Mining Subsidies Hurt E-Scrap Recycling

It could cost electronics makers $1-2 billion a year to ensure recycling of old units in the U.S. – but one recycler claims that if the 1872 Mining Act were reformed, recyclers could afford to take all e-scrap in for free.

“Hard rock mining accounts for 45% of all toxics emitted – and 14 out of 15 Superfund sites,” says Robin Ingenthron, a former state recycling official and vice president of Vermont Retroworks. He spoke at the March 3 session of the Take it Back! WEST conference.

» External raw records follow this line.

//! Shape descriptors: the structural type of a value.
//!
//! A [`Shape`] is a closed description of what a value can look like. The
//! diff engine selects a comparison strategy from a pair of shapes once, at
//! construction time, and never re-inspects types per comparison.
//!
//! Struct shapes are referenced through [`StructRef`], which resolves the
//! field list lazily. This lets self-referential and mutually recursive types
//! describe themselves without building an infinite descriptor.

use std::fmt;
use std::sync::Arc;

/// Scalar value kinds.
#[derive(Clone, Copy, Debug, PartialEq, Eq, Hash)]
pub enum ScalarKind {
    Bool,
    I8,
    I16,
    I32,
    I64,
    U8,
    U16,
    U32,
    U64,
    F32,
    F64,
    String,
    Time,
}

impl ScalarKind {
    /// Short lowercase name used in shape keys and error messages.
    pub fn name(&self) -> &'static str {
        match self {
            Self::Bool => "bool",
            Self::I8 => "i8",
            Self::I16 => "i16",
            Self::I32 => "i32",
            Self::I64 => "i64",
            Self::U8 => "u8",
            Self::U16 => "u16",
            Self::U32 => "u32",
            Self::U64 => "u64",
            Self::F32 => "f32",
            Self::F64 => "f64",
            Self::String => "string",
            Self::Time => "time",
        }
    }

    pub fn is_signed(&self) -> bool {
        matches!(self, Self::I8 | Self::I16 | Self::I32 | Self::I64)
    }

    pub fn is_unsigned(&self) -> bool {
        matches!(self, Self::U8 | Self::U16 | Self::U32 | Self::U64)
    }

    pub fn is_integer(&self) -> bool {
        self.is_signed() || self.is_unsigned()
    }

    pub fn is_float(&self) -> bool {
        matches!(self, Self::F32 | Self::F64)
    }

    pub fn is_numeric(&self) -> bool {
        self.is_integer() || self.is_float()
    }

    /// Kinds whose slices can be sorted before comparison.
    pub fn is_sortable(&self) -> bool {
        self.is_numeric() || matches!(self, Self::String)
    }
}

impl fmt::Display for ScalarKind {
    fn fmt(&self, f: &mut fmt::Formatter<'_>) -> fmt::Result {
        f.write_str(self.name())
    }
}

/// Identity of a shape, used to key differ caches and construction memos.
///
/// Two shapes with the same key are interchangeable for diffing purposes.
#[derive(Clone, Debug, PartialEq, Eq, Hash, PartialOrd, Ord)]
pub struct ShapeKey(String);

impl ShapeKey {
    pub fn as_str(&self) -> &str {
        &self.0
    }
}

impl fmt::Display for ShapeKey {
    fn fmt(&self, f: &mut fmt::Formatter<'_>) -> fmt::Result {
        f.write_str(&self.0)
    }
}

/// The structural type of a value.
#[derive(Clone, Debug)]
pub enum Shape {
    /// A leaf value compared by equality.
    Scalar(ScalarKind),
    /// A record with named, ordered fields.
    Struct(StructRef),
    /// An ordered sequence of elements of one shape.
    List(Box<Shape>),
    /// A keyed collection.
    Map { key: Box<Shape>, value: Box<Shape> },
    /// A value whose concrete shape is only known at compare time.
    Dynamic,
    /// A nil-able wrapper around another shape.
    Optional(Box<Shape>),
}

impl Shape {
    pub fn list(element: Shape) -> Self {
        Self::List(Box::new(element))
    }

    pub fn map(key: Shape, value: Shape) -> Self {
        Self::Map {
            key: Box::new(key),
            value: Box::new(value),
        }
    }

    pub fn optional(inner: Shape) -> Self {
        Self::Optional(Box::new(inner))
    }

    /// The identity key of this shape.
    pub fn key(&self) -> ShapeKey {
        let mut out = String::new();
        self.write_key(&mut out);
        ShapeKey(out)
    }

    fn write_key(&self, out: &mut String) {
        match self {
            Self::Scalar(kind) => out.push_str(kind.name()),
            Self::Struct(target) => {
                out.push_str("struct ");
                out.push_str(target.name());
            }
            Self::List(element) => {
                out.push_str("[]");
                element.write_key(out);
            }
            Self::Map { key, value } => {
                out.push_str("map[");
                key.write_key(out);
                out.push(']');
                value.write_key(out);
            }
            Self::Dynamic => out.push_str("dyn"),
            Self::Optional(inner) => {
                out.push('?');
                inner.write_key(out);
            }
        }
    }

    /// The shape with all optional wrappers removed.
    pub fn strip_optional(&self) -> &Shape {
        let mut shape = self;
        while let Self::Optional(inner) = shape {
            shape = inner;
        }
        shape
    }

    pub fn is_optional(&self) -> bool {
        matches!(self, Self::Optional(_))
    }

    pub fn as_scalar(&self) -> Option<ScalarKind> {
        match self.strip_optional() {
            Self::Scalar(kind) => Some(*kind),
            _ => None,
        }
    }

    pub fn as_struct(&self) -> Option<&StructRef> {
        match self.strip_optional() {
            Self::Struct(target) => Some(target),
            _ => None,
        }
    }

    pub fn as_list(&self) -> Option<&Shape> {
        match self.strip_optional() {
            Self::List(element) => Some(element),
            _ => None,
        }
    }

    pub fn as_map(&self) -> Option<(&Shape, &Shape)> {
        match self.strip_optional() {
            Self::Map { key, value } => Some((key, value)),
            _ => None,
        }
    }

    pub fn is_dynamic(&self) -> bool {
        matches!(self.strip_optional(), Self::Dynamic)
    }

    /// Returns `true` for shapes that need a nested differ.
    pub fn is_composite(&self) -> bool {
        !matches!(self.strip_optional(), Self::Scalar(_))
    }
}

impl PartialEq for Shape {
    fn eq(&self, other: &Self) -> bool {
        self.key() == other.key()
    }
}

impl Eq for Shape {}

impl fmt::Display for Shape {
    fn fmt(&self, f: &mut fmt::Formatter<'_>) -> fmt::Result {
        f.write_str(self.key().as_str())
    }
}

#[derive(Clone)]
enum StructSource {
    Lazy(fn() -> Arc<StructShape>),
    Ready(Arc<StructShape>),
}

/// A handle to a struct shape, resolved on demand.
///
/// The name must uniquely identify the struct type; it is the shape's
/// identity. Types described through `reflect_struct!` use
/// `std::any::type_name`.
#[derive(Clone)]
pub struct StructRef {
    name: Arc<str>,
    source: StructSource,
}

impl StructRef {
    /// A reference that calls `describe` when the field list is first needed.
    pub fn lazy(name: &str, describe: fn() -> Arc<StructShape>) -> Self {
        Self {
            name: Arc::from(name),
            source: StructSource::Lazy(describe),
        }
    }

    /// A reference to an already-built shape.
    pub fn ready(shape: Arc<StructShape>) -> Self {
        Self {
            name: Arc::from(shape.name()),
            source: StructSource::Ready(shape),
        }
    }

    pub fn name(&self) -> &str {
        &self.name
    }

    /// The last path segment of the name (`my_crate::model::User` → `User`).
    pub fn short_name(&self) -> &str {
        short_name(&self.name)
    }

    pub fn resolve(&self) -> Arc<StructShape> {
        match &self.source {
            StructSource::Lazy(describe) => describe(),
            StructSource::Ready(shape) => Arc::clone(shape),
        }
    }

    pub fn key(&self) -> ShapeKey {
        ShapeKey(format!("struct {}", self.name))
    }
}

impl PartialEq for StructRef {
    fn eq(&self, other: &Self) -> bool {
        self.name == other.name
    }
}

impl Eq for StructRef {}

impl fmt::Debug for StructRef {
    fn fmt(&self, f: &mut fmt::Formatter<'_>) -> fmt::Result {
        write!(f, "StructRef({})", self.name)
    }
}

/// The field list of a struct.
#[derive(Clone, Debug)]
pub struct StructShape {
    name: String,
    fields: Vec<FieldDef>,
}

impl StructShape {
    pub fn new(name: impl Into<String>, fields: Vec<FieldDef>) -> Self {
        Self {
            name: name.into(),
            fields,
        }
    }

    /// Start building a struct shape at run time.
    pub fn builder(name: impl Into<String>) -> StructShapeBuilder {
        StructShapeBuilder {
            name: name.into(),
            fields: Vec::new(),
        }
    }

    pub fn name(&self) -> &str {
        &self.name
    }

    pub fn short_name(&self) -> &str {
        short_name(&self.name)
    }

    pub fn fields(&self) -> &[FieldDef] {
        &self.fields
    }

    pub fn field(&self, index: usize) -> Option<&FieldDef> {
        self.fields.get(index)
    }

    /// Position of the field with exactly this declared name.
    pub fn position(&self, name: &str) -> Option<usize> {
        self.fields.iter().position(|f| f.name == name)
    }

    pub fn len(&self) -> usize {
        self.fields.len()
    }

    pub fn is_empty(&self) -> bool {
        self.fields.is_empty()
    }
}

/// A declared field: name, shape, and annotations.
///
/// Annotations map an attribute name (the diff engine scans `diff` by
/// default) to a tag string.
#[derive(Clone, Debug)]
pub struct FieldDef {
    name: String,
    shape: Shape,
    annotations: Vec<(String, String)>,
}

impl FieldDef {
    pub fn new(name: impl Into<String>, shape: Shape) -> Self {
        Self {
            name: name.into(),
            shape,
            annotations: Vec::new(),
        }
    }

    pub fn with_annotation(mut self, key: impl Into<String>, value: impl Into<String>) -> Self {
        self.annotations.push((key.into(), value.into()));
        self
    }

    pub fn name(&self) -> &str {
        &self.name
    }

    pub fn shape(&self) -> &Shape {
        &self.shape
    }

    /// The tag string recorded under `key`, if any.
    pub fn annotation(&self, key: &str) -> Option<&str> {
        self.annotations
            .iter()
            .find(|(k, _)| k == key)
            .map(|(_, v)| v.as_str())
    }
}

/// Builder for struct shapes known only at run time.
///
/// The name is the shape's identity: differ memos and registries treat two
/// shapes with the same name as the same shape, so each distinct field list
/// needs its own name.
pub struct StructShapeBuilder {
    name: String,
    fields: Vec<FieldDef>,
}

impl StructShapeBuilder {
    pub fn field(mut self, name: impl Into<String>, shape: Shape) -> Self {
        self.fields.push(FieldDef::new(name, shape));
        self
    }

    /// Add a field carrying one annotation.
    pub fn tagged(
        mut self,
        name: impl Into<String>,
        shape: Shape,
        key: impl Into<String>,
        tag: impl Into<String>,
    ) -> Self {
        self.fields
            .push(FieldDef::new(name, shape).with_annotation(key, tag));
        self
    }

    pub fn build(self) -> Arc<StructShape> {
        Arc::new(StructShape::new(self.name, self.fields))
    }

    pub fn into_ref(self) -> StructRef {
        StructRef::ready(self.build())
    }
}

fn short_name(name: &str) -> &str {
    name.rsplit("::").next().unwrap_or(name)
}
//! Slice comparison: positional, sorted, or keyed by `indexBy`.

use std::borrow::Cow;

use shapediff_types::{ChangeType, Path, Shape, StructRef, Value};

use crate::compare::ScalarDiffer;
use crate::error::{AccessError, DiffError, DiffResult};
use crate::iface::diff_dynamic;
use crate::index::{Index, IndexBy, Side};
use crate::matcher::FieldMatcher;
use crate::program::{Builder, Compiled, Cx, NodeId};
use crate::sort::sorted;
use crate::tag::Tag;

static NULL: Value = Value::Null;

pub(crate) struct SliceDiffer {
    item: Item,
    sort: bool,
    index: Option<IndexBy>,
}

/// How a pair of elements is compared.
enum Item {
    /// Each element is resolved through the registry by its own shape.
    Dynamic(Tag),
    Scalar(ScalarDiffer),
    Node(NodeId),
}

impl SliceDiffer {
    pub(crate) fn build(builder: &mut Builder<'_>, from: &Shape, to: &Shape, tag: &Tag) -> DiffResult<Self> {
        let (from, to) = (from.strip_optional(), to.strip_optional());
        if from.is_dynamic() || to.is_dynamic() {
            return Ok(Self {
                item: Item::Dynamic(Tag {
                    sort: false,
                    index_by: None,
                    ..tag.clone()
                }),
                sort: tag.sort,
                index: tag.index_by.as_deref().map(|field| match field {
                    "." => IndexBy::Value,
                    name => IndexBy::Named(name.to_string()),
                }),
            });
        }

        let scalars = from.as_scalar().zip(to.as_scalar());
        let item = match scalars {
            Some((from_kind, to_kind)) => Item::Scalar(ScalarDiffer::build(
                from_kind,
                to_kind,
                tag,
                builder.config().strict_mode,
            )?),
            None => Item::Node(builder.node(from, to, &Tag::default())?),
        };
        let sort = tag.sort && scalars.is_some_and(|(f, t)| f.is_sortable() && t.is_sortable());
        let index = match tag.index_by.as_deref() {
            None => None,
            Some(".") if scalars.is_some() => Some(IndexBy::Value),
            Some(field) => Some(index_field(field, from, to)?),
        };
        Ok(Self { item, sort, index })
    }

    pub(crate) fn diff(&self, program: &Compiled, cx: &mut Cx<'_>, path: &Path, from: &Value, to: &Value) {
        let (Some(from_items), Some(to_items)) = (elements(cx, path, from), elements(cx, path, to)) else {
            return;
        };
        let (from_items, to_items) = if self.sort {
            (sorted(from_items), sorted(to_items))
        } else {
            (Cow::Borrowed(from_items), Cow::Borrowed(to_items))
        };
        match &self.index {
            Some(index) if !from_items.is_empty() && !to_items.is_empty() => {
                self.diff_indexed(program, cx, path, index, &from_items, &to_items)
            }
            _ => {
                for position in 0..from_items.len().max(to_items.len()) {
                    let (f, t) = at(&from_items, &to_items, position);
                    let change = position_change(&from_items, &to_items, position);
                    self.item.diff(program, cx, &path.element(position), f, t, change);
                }
            }
        }
    }

    fn diff_indexed(
        &self,
        program: &Compiled,
        cx: &mut Cx<'_>,
        path: &Path,
        index: &IndexBy,
        from_items: &[Value],
        to_items: &[Value],
    ) {
        let mut errors = Vec::new();
        let from_index = Index::build(from_items, index, Side::From, &mut errors);
        for (position, error) in errors.drain(..) {
            cx.error(path.element(position), error);
        }
        let to_index = Index::build(to_items, index, Side::To, &mut errors);
        for (position, error) in errors {
            cx.error(path.element(position), error);
        }

        for (key, position, value) in from_index.entries() {
            if !to_index.contains(key) {
                cx.log.add_delete(path.element(position), value.clone());
            }
        }
        for (key, position, value) in from_index.entries() {
            if let Some((_, other)) = to_index.get(key) {
                self.item
                    .diff(program, cx, &path.element(position), value, other, ChangeType::Update);
            }
        }
        for (key, position, value) in to_index.entries() {
            if !from_index.contains(key) {
                cx.log.add_create(path.element(position), value.clone());
            }
        }
    }
}

impl Item {
    fn diff(&self, program: &Compiled, cx: &mut Cx<'_>, path: &Path, from: &Value, to: &Value, change: ChangeType) {
        match self {
            Self::Dynamic(tag) => diff_dynamic(cx, tag, path, from, to, change),
            Self::Scalar(differ) => differ.diff(cx, path, from, to, change),
            Self::Node(node) => program.run(*node, cx, path, from, to, change),
        }
    }
}

/// The elements of a slice value. Null reads as empty.
fn elements<'v>(cx: &mut Cx<'_>, path: &Path, value: &'v Value) -> Option<&'v [Value]> {
    match value {
        Value::Null => Some(&[]),
        Value::List(items) => Some(items),
        other => {
            let error = AccessError::UnexpectedValue {
                expected: "list",
                found: other.kind(),
            };
            cx.error(path.clone(), error);
            None
        }
    }
}

fn at<'v>(from: &'v [Value], to: &'v [Value], position: usize) -> (&'v Value, &'v Value) {
    (
        from.get(position).unwrap_or(&NULL),
        to.get(position).unwrap_or(&NULL),
    )
}

fn position_change(from: &[Value], to: &[Value], position: usize) -> ChangeType {
    if position >= from.len() {
        ChangeType::Create
    } else if position >= to.len() {
        ChangeType::Delete
    } else {
        ChangeType::Update
    }
}

/// Resolve a named `indexBy` field to a scalar field of both element shapes.
fn index_field(field: &str, from: &Shape, to: &Shape) -> DiffResult<IndexBy> {
    let unknown = || DiffError::UnknownIndexField {
        field: field.to_string(),
        shape: from.to_string(),
    };
    let (Some(from_ref), Some(to_ref)) = (from.as_struct(), to.as_struct()) else {
        return Err(unknown());
    };
    let from_position = scalar_field(from_ref, field).ok_or_else(unknown)?;
    let to_position = scalar_field(to_ref, field).ok_or_else(unknown)?;
    Ok(IndexBy::Field {
        from: from_position,
        to: to_position,
    })
}

fn scalar_field(target: &StructRef, field: &str) -> Option<usize> {
    let shape = target.resolve();
    let position = shape.position(field).or_else(|| {
        FieldMatcher::new(shape.fields().iter().enumerate().map(|(i, f)| (i, f.name()))).find(field)
    })?;
    shape
        .field(position)?
        .shape()
        .strip_optional()
        .as_scalar()
        .map(|_| position)
}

He pointed out that because it only costs industry $5 an acre to mine new ores, virgin metals prices are artificially cheap in the U.S. - but not so in other countries.

“E-scrap is 300% richer in metals than rocks - and recycling creates a fraction of the pollution,” he says. “Gold mining releases more mercury than all mercury mining and disposal combined!” He notes that Asia is number one in the world in per-capita consumption of gold and platinum.

Ingenthron was making a case for a reduction in virgin material subsidies, and he explained why it makes environmental sense to export some e-scrap materials.

He says that the 5% of the old units he gets in that can be re-sold or reused, account for 50% of income. Units that can be repaired account for 30% of income - and the 75% that can be recycled account for 20% of income. “The internet has lowered barriers to entry” for marketers, he adds.

“The countries with high reuse, no mining subsidies and low wages have the advantage,” he concludes.

The realities are that if the U.S. exports all e-scrap, then there will be 1/3 reusables, 1/3 recyclables, and 1/3 toxics “along for the ride.” 

If the U.S. exports no e-scrap, then reusables are destroyed, and the countries will have to mine more virgin materials - “and the mining does more harm than recycling,” he emphasizes.

The solution: “Set a higher standard,” urges Ingenthron.

A. If the material you are disposing of is “pristine” eg: fairly recent computers and monitors with some value, then you can deal with just about any recycler.
B. If the material is picked-over junk, insist on a recycler that processes domestically.
C. If it’s “I dunno...” then insist on a U.S. company that can provide documentation.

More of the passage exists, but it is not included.